There are more treatment options for psoriasis patients than ever before, so why do patient reported outcomes still suggest failure to meet patient expectations?
Several novel medications have been approved by the U.S. Food and Drug Administration (FDA) for the treatment of psoriasis in the past 20 years. While these therapies have ushered in an era of improved disease control, patient-reported outcomes still suggest failure to meet treatment goals.
Experts from the International Psoriasis Council (IPC) discussed the goals of psoriasis treatment and barriers to receiving optimal care during a day-long roundtable. Their conclusions were published in Dermatology Therapeutics in March.1
The authors speculated that there may be several factors causing the perceived disparity between treatment capabilities and patient satisfaction, including:
1. Patient-perceived improvement. Physicians use validated objective measures of treatment efficacy such as PASI scores; however, these measures differ with patient-perceived improvement. For example, “some patients have found itch to be most bothersome, while dermatologists reported the location and size of the skin lesions as paramount.”
2. The mild-to-moderate patient population. Another factor is that new therapies tend to focus on advanced disease.

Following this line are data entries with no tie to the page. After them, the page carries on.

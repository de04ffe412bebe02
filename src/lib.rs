pub mod api;
pub mod authz;
pub mod client;
pub mod config;
pub mod deletion;
pub mod errors;
pub mod events;
pub mod models;
pub mod session;
pub mod store;

// Re-export the types most callers need
pub use authz::{PermissionEvaluator, RoleHierarchy, RoleRequirement};
pub use client::AuthorizedClient;
pub use config::Config;
pub use deletion::{AuditSink, DeletionRepository, GenericDeletion, TracingAuditSink};
pub use errors::{AuthError, AuthResult};
pub use events::{AuditEntry, SessionEvent, SessionEvents};
pub use models::{Identity, Role};
pub use session::{AuthSession, SessionState};
pub use store::SessionStore;
//! Session persistence across two surfaces: a client-local key-value file
//! and a cookie jar readable by edge/middleware logic.
//!
//! Errors at this boundary are contained, not propagated: a storage or
//! serialization failure is logged and reported as "absent". Malformed
//! persisted data is treated as corruption and wipes both surfaces.
//!
//! The composite write/clear operations cover both surfaces but are not
//! transactional; a crash between the two writes leaves them briefly
//! inconsistent. That window is accepted: the next restore reads the local
//! store as source of truth and the surfaces reconverge.

mod cookies;
mod local;

pub use cookies::{CookieJar, CookieOptions, SameSite};
pub use local::LocalStore;

use std::path::Path;

use chrono::Duration;

use crate::models::Identity;

/// Local-store key holding the JSON-serialized identity.
pub const USER_KEY: &str = "auth_user";
/// Key holding the raw bearer token, in the local store and as a cookie.
pub const TOKEN_KEY: &str = "auth_token";

#[derive(Debug, Clone)]
pub struct SessionStore {
    local: LocalStore,
    cookies: CookieJar,
    cookie_options: CookieOptions,
}

impl SessionStore {
    /// Both surfaces live under one state directory: `state.json` for the
    /// local store, `cookies.json` for the jar.
    pub fn new(state_dir: impl AsRef<Path>) -> Self {
        let state_dir = state_dir.as_ref();
        Self {
            local: LocalStore::new(state_dir.join("state.json")),
            cookies: CookieJar::new(state_dir.join("cookies.json")),
            cookie_options: CookieOptions::auth_default(),
        }
    }

    pub fn with_cookie_max_age(mut self, max_age: Duration) -> Self {
        self.cookie_options = self.cookie_options.with_max_age(max_age);
        self
    }

    // --- identity ---

    pub fn set_identity(&self, identity: &Identity) {
        let raw = match serde_json::to_string(identity) {
            Ok(raw) => raw,
            Err(err) => {
                tracing::warn!(error = %err, "failed to serialize identity; not persisted");
                return;
            }
        };
        if let Err(err) = self.local.set(USER_KEY, &raw) {
            tracing::warn!(error = %err, "failed to persist identity");
        }
    }

    /// A stored identity that does not parse is treated as corruption: both
    /// surfaces are cleared and the identity is reported absent.
    pub fn get_identity(&self) -> Option<Identity> {
        let raw = match self.local.get(USER_KEY) {
            Ok(raw) => raw?,
            Err(err) => {
                tracing::warn!(error = %err, "failed to read identity; treating as absent");
                return None;
            }
        };

        match serde_json::from_str(&raw) {
            Ok(identity) => Some(identity),
            Err(err) => {
                tracing::warn!(error = %err, "stored identity is corrupt; clearing session state");
                self.clear_all();
                None
            }
        }
    }

    pub fn clear_identity(&self) {
        if let Err(err) = self.local.remove(USER_KEY) {
            tracing::warn!(error = %err, "failed to clear identity");
        }
    }

    // --- token ---

    pub fn set_token(&self, token: &str) {
        if let Err(err) = self.local.set(TOKEN_KEY, token) {
            tracing::warn!(error = %err, "failed to persist token");
        }
    }

    pub fn get_token(&self) -> Option<String> {
        match self.local.get(TOKEN_KEY) {
            Ok(token) => token.filter(|t| !t.is_empty()),
            Err(err) => {
                tracing::warn!(error = %err, "failed to read token; treating as absent");
                None
            }
        }
    }

    pub fn clear_token(&self) {
        if let Err(err) = self.local.remove(TOKEN_KEY) {
            tracing::warn!(error = %err, "failed to clear token");
        }
    }

    // --- cookie surface ---

    pub fn set_cookie(&self, name: &str, value: &str, options: &CookieOptions) {
        if let Err(err) = self.cookies.set(name, value, options) {
            tracing::warn!(cookie = name, error = %err, "failed to write cookie");
        }
    }

    pub fn get_cookie(&self, name: &str) -> Option<String> {
        match self.cookies.get(name) {
            Ok(value) => value.filter(|v| !v.is_empty()),
            Err(err) => {
                tracing::warn!(cookie = name, error = %err, "failed to read cookie; treating as absent");
                None
            }
        }
    }

    pub fn remove_cookie(&self, name: &str, options: &CookieOptions) {
        if let Err(err) = self.cookies.remove(name, options) {
            tracing::warn!(cookie = name, error = %err, "failed to expire cookie");
        }
    }

    // --- composite operations ---

    /// Write the token to both surfaces. Caller-atomic, not transactional:
    /// the local write lands before the cookie write.
    pub fn store_token(&self, token: &str) {
        self.set_token(token);
        self.set_cookie(TOKEN_KEY, token, &self.cookie_options);
    }

    /// Persist a full session: identity to the local store, token to both
    /// surfaces.
    pub fn persist_session(&self, identity: &Identity, token: &str) {
        self.set_identity(identity);
        self.store_token(token);
    }

    /// Clear every copy on both surfaces. Safe to call repeatedly and on an
    /// already-empty store.
    pub fn clear_all(&self) {
        self.clear_identity();
        self.clear_token();
        self.remove_cookie(TOKEN_KEY, &self.cookie_options);
    }

    /// True when neither surface holds a token and no identity is stored.
    pub fn is_empty(&self) -> bool {
        self.get_token().is_none()
            && self.get_cookie(TOKEN_KEY).is_none()
            && match self.local.get(USER_KEY) {
                Ok(raw) => raw.is_none(),
                Err(_) => true,
            }
    }
}

#[cfg(test)]
mod tests {
    use super::*;
    use crate::models::Role;
    use tempfile::tempdir;
    use uuid::Uuid;

    fn store() -> (tempfile::TempDir, SessionStore) {
        let dir = tempdir().unwrap();
        let store = SessionStore::new(dir.path());
        (dir, store)
    }

    fn identity() -> Identity {
        Identity::new(Uuid::new_v4(), "Ada Lovelace", "ada@example.com", Role::User)
    }

    #[test]
    fn identity_round_trip() {
        let (_dir, store) = store();
        let ada = identity();

        store.set_identity(&ada);
        assert_eq!(store.get_identity(), Some(ada));
    }

    #[test]
    fn token_round_trip_hits_both_surfaces() {
        let (_dir, store) = store();
        store.store_token("abc");

        assert_eq!(store.get_token(), Some("abc".to_string()));
        assert_eq!(store.get_cookie(TOKEN_KEY), Some("abc".to_string()));
    }

    #[test]
    fn corrupt_identity_clears_both_surfaces() {
        let (dir, store) = store();
        store.persist_session(&identity(), "abc");

        // Overwrite the stored identity with garbage.
        let local = LocalStore::new(dir.path().join("state.json"));
        local.set(USER_KEY, "not-json").unwrap();

        assert_eq!(store.get_identity(), None);
        assert!(store.is_empty());
    }

    #[test]
    fn clear_all_is_idempotent() {
        let (_dir, store) = store();
        store.persist_session(&identity(), "abc");

        store.clear_all();
        assert!(store.is_empty());

        // Second clear on an empty store must not fail.
        store.clear_all();
        assert!(store.is_empty());
    }

    #[test]
    fn empty_token_reads_as_absent() {
        let (_dir, store) = store();
        store.set_token("");
        assert_eq!(store.get_token(), None);
    }
}
//! Authorization module - role hierarchy and permission evaluation
//!
//! Two requirement shapes are supported on purpose:
//! - an explicit allow-list of roles, evaluated by set membership
//!   (e.g. "admin or tech_lead may create a kudo"), and
//! - a single minimum role, evaluated by hierarchy rank
//!   (e.g. "at least a team_lead").

mod evaluator;

pub use evaluator::PermissionEvaluator;

use crate::models::Role;

/// A caller-supplied authorization requirement. Built at the call site,
/// never persisted.
#[derive(Debug, Clone, PartialEq)]
pub enum RoleRequirement {
    /// Hierarchy semantics: the session's role must rank at or above this.
    AtLeast(Role),
    /// Set semantics: the session's role must be one of these, rank ignored.
    AnyOf(Vec<Role>),
}

impl RoleRequirement {
    pub fn any_of(roles: impl IntoIterator<Item = Role>) -> Self {
        Self::AnyOf(roles.into_iter().collect())
    }
}

/// Explicit, ordered role hierarchy. Constructed once and handed to the
/// evaluator rather than living as a free-floating constant map.
///
/// The original application only pinned down the two extreme ranks; the
/// mid-privilege roles are slotted between them here (see DESIGN.md).
#[derive(Debug, Clone)]
pub struct RoleHierarchy {
    ranks: Vec<(Role, u8)>,
}

impl RoleHierarchy {
    pub fn standard() -> Self {
        Self {
            ranks: vec![
                (Role::User, 0),
                (Role::TeamLead, 1),
                (Role::TechLead, 2),
                (Role::Admin, 3),
            ],
        }
    }

    pub fn rank(&self, role: Role) -> u8 {
        self.ranks
            .iter()
            .find(|(r, _)| *r == role)
            .map(|(_, rank)| *rank)
            .unwrap_or(0)
    }
}

impl Default for RoleHierarchy {
    fn default() -> Self {
        Self::standard()
    }
}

“Part of the problem is that the majority of recent innovation has been targeted to the moderate-to-severe patient population, with little new successful development for those psoriasis patients with mild and moderate disease,” the authors write.
3. Differing treatment goals. The authors also note that patients may have higher goals than their physicians, citing the results of a Japanese study where physician-patient misalignment was present in nearly 70% of surveys conducted.2
Furthermore, the authors state, “many patients are unaware that there is a possibility of attaining 100% clearance over both the short-term and long-term,” and that “this finding again highlights the importance of dermatologists recognizing patient expectations in order to reach clinical goals.”